How am I going to get out of there, the last one in the restaurant, eating his dinner, with getting into the wine? How am I going to get home, and not want another? And then, how am I going to wake up not feeling depressed and anxious?
I desire to explore spiritual pursuits. I'm not going to fit in anywhere if I would try to be social. It's only hours away from most people's happy hour, and I'm still rehydrating, pondering breakfast. It's a fast four shifts, long hours when preparation and unwinding are considered, four days of rest, get ready for work, go to work, finally come back home. Not much else.
And so... what? Dishes. Laundry. Recycling. Trash day. A couple of yoga related books my therapist has suggested have arrived. A light rain is falling. Now it is heavy, straight down. After the fourth night, the household chores seem insurmountable. But... take one thing at a time.
The thought, needing to stop drinking. But how could I do that with the job I have? Impossible. Therefore, to save yourself, you must quit. You're not even happy with the job anyway. It's the fear of the unknown that is stopping you. That and a need for money, not having much. Or is it the true desire one must gain, to not accept anymore, but to change.
Drinking is a loaded issue, when you consider, when you think of how college could have gone differently... But I had that mysterious issue, the time spent writing papers, the time spent reading... Obsessive, depressed? I grew negative, pessimistic, and all the while feeling I had something to say.
Well, then you go and say it, and then what? Self-published works, where do they go?
I'm not even able to write anything today. As is staring at some fundamental problem without understanding...
I manage to do the dishes, cook lamb sausages under the broiler, take a shower, then out for a stroll under a dark sky, walking very slowly, almost a walking meditation.
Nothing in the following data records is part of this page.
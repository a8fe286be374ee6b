//! Prefix tree keyed by [`Path`]
//!
//! Lookups walk one trie node per selector, so membership, insertion and
//! closest-ancestor queries cost O(depth) regardless of how many paths are
//! stored. Enumeration below a prefix only visits the subtree under it.

use crate::path::{Path, Selector};
use std::collections::BTreeMap;

#[derive(Debug, Clone)]
struct TrieNode<V> {
    value: Option<V>,
    children: BTreeMap<Selector, TrieNode<V>>,
}

impl<V> TrieNode<V> {
    fn new() -> Self {
        Self {
            value: None,
            children: BTreeMap::new(),
        }
    }

    fn is_empty(&self) -> bool {
        self.value.is_none() && self.children.is_empty()
    }

    fn count(&self) -> usize {
        usize::from(self.value.is_some())
            + self.children.values().map(TrieNode::count).sum::<usize>()
    }

    fn descend(&self, path: &[Selector]) -> Option<&TrieNode<V>> {
        path.iter()
            .try_fold(self, |node, selector| node.children.get(selector))
    }

    /// Removes the value at `path`, dropping trie nodes left empty on the way back up
    fn remove(&mut self, path: &[Selector]) -> Option<V> {
        match path.split_first() {
            None => self.value.take(),
            Some((head, tail)) => {
                let child = self.children.get_mut(head)?;
                let removed = child.remove(tail);
                if child.is_empty() {
                    self.children.remove(head);
                }
                removed
            }
        }
    }
}

/// Set of paths with an optional value attached to each
///
/// With `V = ()` this is the dirty-path set: only presence matters.
#[derive(Debug, Clone)]
pub struct PathTrie<V = ()> {
    root: TrieNode<V>,
    len: usize,
}

impl<V> Default for PathTrie<V> {
    fn default() -> Self {
        Self::new()
    }
}

impl<V> PathTrie<V> {
    pub fn new() -> Self {
        Self {
            root: TrieNode::new(),
            len: 0,
        }
    }

    /// Number of recorded paths
    pub fn len(&self) -> usize {
        self.len
    }

    pub fn is_empty(&self) -> bool {
        self.len == 0
    }

    pub fn clear(&mut self) {
        self.root = TrieNode::new();
        self.len = 0;
    }

    /// Record `path` with `value`, returning the value previously stored there
    pub fn insert(&mut self, path: &[Selector], value: V) -> Option<V> {
        let node = path.iter().fold(&mut self.root, |node, selector| {
            node.children.entry(*selector).or_insert_with(TrieNode::new)
        });
        let previous = node.value.replace(value);
        if previous.is_none() {
            self.len += 1;
        }
        previous
    }

    pub fn contains(&self, path: &[Selector]) -> bool {
        self.get(path).is_some()
    }

    pub fn get(&self, path: &[Selector]) -> Option<&V> {
        self.root.descend(path)?.value.as_ref()
    }

    pub fn get_mut(&mut self, path: &[Selector]) -> Option<&mut V> {
        let mut node = &mut self.root;
        for selector in path {
            node = node.children.get_mut(selector)?;
        }
        node.value.as_mut()
    }

    /// Remove a single recorded path, leaving paths below it in place
    pub fn remove(&mut self, path: &[Selector]) -> Option<V> {
        let removed = self.root.remove(path);
        if removed.is_some() {
            self.len -= 1;
        }
        removed
    }

    /// Remove every recorded path at or below `prefix`
    ///
    /// Returns how many paths were dropped.
    pub fn prune(&mut self, prefix: &[Selector]) -> usize {
        let Some((last, init)) = prefix.split_last() else {
            let removed = self.len;
            self.clear();
            return removed;
        };

        let mut node = &mut self.root;
        for selector in init {
            match node.children.get_mut(selector) {
                Some(child) => node = child,
                None => return 0,
            }
        }

        let removed = node.children.remove(last).map_or(0, |subtree| subtree.count());
        self.len -= removed;

        // Clear out the now possibly empty chain leading to the pruned subtree
        if removed > 0 && node.is_empty() && !init.is_empty() {
            self.root.remove(init);
        }
        removed
    }

    /// Longest recorded prefix of `path`, the path itself included
    pub fn closest_ancestor(&self, path: &[Selector]) -> Option<(Path, &V)> {
        let mut node = &self.root;
        let mut best = node.value.as_ref().map(|value| (0, value));

        for (depth, selector) in path.iter().enumerate() {
            match node.children.get(selector) {
                Some(child) => node = child,
                None => break,
            }
            if let Some(value) = &node.value {
                best = Some((depth + 1, value));
            }
        }

        best.map(|(depth, value)| (Path::from(&path[..depth]), value))
    }

    /// Every recorded path at or below `prefix`, in tree order
    ///
    /// With `stop_at_first`, the walk does not descend below a recorded path: a
    /// recorded ancestor already implies everything beneath it.
    pub fn children_under<'a>(
        &'a self,
        prefix: &[Selector],
        stop_at_first: bool,
    ) -> impl Iterator<Item = Path> + 'a {
        self.entries_under(prefix, stop_at_first).map(|(path, _)| path)
    }

    /// Like [`PathTrie::children_under`], yielding the stored values as well
    pub fn entries_under(&self, prefix: &[Selector], stop_at_first: bool) -> ChildrenUnder<'_, V> {
        let stack = match self.root.descend(prefix) {
            Some(node) => vec![(Path::from(prefix), node)],
            None => Vec::new(),
        };
        ChildrenUnder {
            stack,
            stop_at_first,
        }
    }

    /// Recorded paths strictly below `prefix` that are not shadowed by `other`
    ///
    /// A subtree is skipped as soon as `other` records a path strictly below
    /// `prefix` on the way down to it. Providers use this to reach only the
    /// consumers for which they are the closest provider.
    pub fn children_under_excluding<W>(&self, prefix: &[Selector], other: &PathTrie<W>) -> Vec<Path> {
        let mut found = Vec::new();
        let Some(start) = self.root.descend(prefix) else {
            return found;
        };

        let mut stack = vec![(Path::from(prefix), start, other.root.descend(prefix))];
        while let Some((path, node, shadow)) = stack.pop() {
            for (selector, child) in node.children.iter().rev() {
                let shadow_child = shadow.and_then(|shadow| shadow.children.get(selector));
                if shadow_child.map_or(false, |shadow| shadow.value.is_some()) {
                    continue;
                }
                stack.push((path.child(*selector), child, shadow_child));
            }
            if node.value.is_some() && path.depth() > prefix.len() {
                found.push(path);
            }
        }
        found
    }

    /// All recorded paths with their values, in tree order
    pub fn iter(&self) -> ChildrenUnder<'_, V> {
        self.entries_under(&[], false)
    }
}

impl PathTrie<()> {
    /// Record `path` in a presence-only trie
    pub fn add(&mut self, path: &[Selector]) {
        self.insert(path, ());
    }
}

impl FromIterator<Path> for PathTrie<()> {
    fn from_iter<I: IntoIterator<Item = Path>>(iter: I) -> Self {
        let mut trie = PathTrie::new();
        trie.extend(iter);
        trie
    }
}

impl Extend<Path> for PathTrie<()> {
    fn extend<I: IntoIterator<Item = Path>>(&mut self, iter: I) {
        for path in iter {
            self.add(&path);
        }
    }
}

/// Lazy depth-first walk over the recorded paths below a prefix
pub struct ChildrenUnder<'a, V> {
    stack: Vec<(Path, &'a TrieNode<V>)>,
    stop_at_first: bool,
}

impl<'a, V> Iterator for ChildrenUnder<'a, V> {
    type Item = (Path, &'a V);

    fn next(&mut self) -> Option<Self::Item> {
        while let Some((path, node)) = self.stack.pop() {
            if !(self.stop_at_first && node.value.is_some()) {
                for (selector, child) in node.children.iter().rev() {
                    self.stack.push((path.child(*selector), child));
                }
            }
            if let Some(value) = &node.value {
                return Some((path, value));
            }
        }
        None
    }
}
Up California from Massachusetts, up the hill to Connecticut Avenue and its view of the Hilton and the city down below, then finally down to Glen's where quite a social hour is going. I get my meats, onions, a piece of farmer's cheese, a quart of chicken stock, pay at the register, and then slip away out the door. People are drinking beers, wine, eating pizza and whatever else. People are sitting outside at the picnic tables, but not ready to join the party I head home and this too feels sad. As if the job that allowed such things to happen does not allow me to enjoy the benefit of the service myself.
I lay in a state of semi-sleep on the couch for a long time, hours, after my return. When I wake, I take up one of the books my therapist has recommended, Living Your Yoga, by Judith Hanson Lasater. The lessons, the exercises within, remind me of something I've fallen out of touch with. I lay in corpse pose, for the recommended twenty minutes, and when I come out of it, yes, what I've been missing all these years, which is compassion for your own self, faith in your own self, in acknowledging how difficult life is, and how brave one has to be, in fact, already is. So, let that be a lesson to those of us, taken by the throes of the tyrannical mind.
And I saw that I was in the perfect place to administer compassion, and mainly, yes, to myself.
That this would be difficult for a bartender, who practices compassion on a daily basis to others, would not provide it for himself, seemed meaningful and indicative, and so, I began to endeavor to do it for myself, which is a lesson to all of us.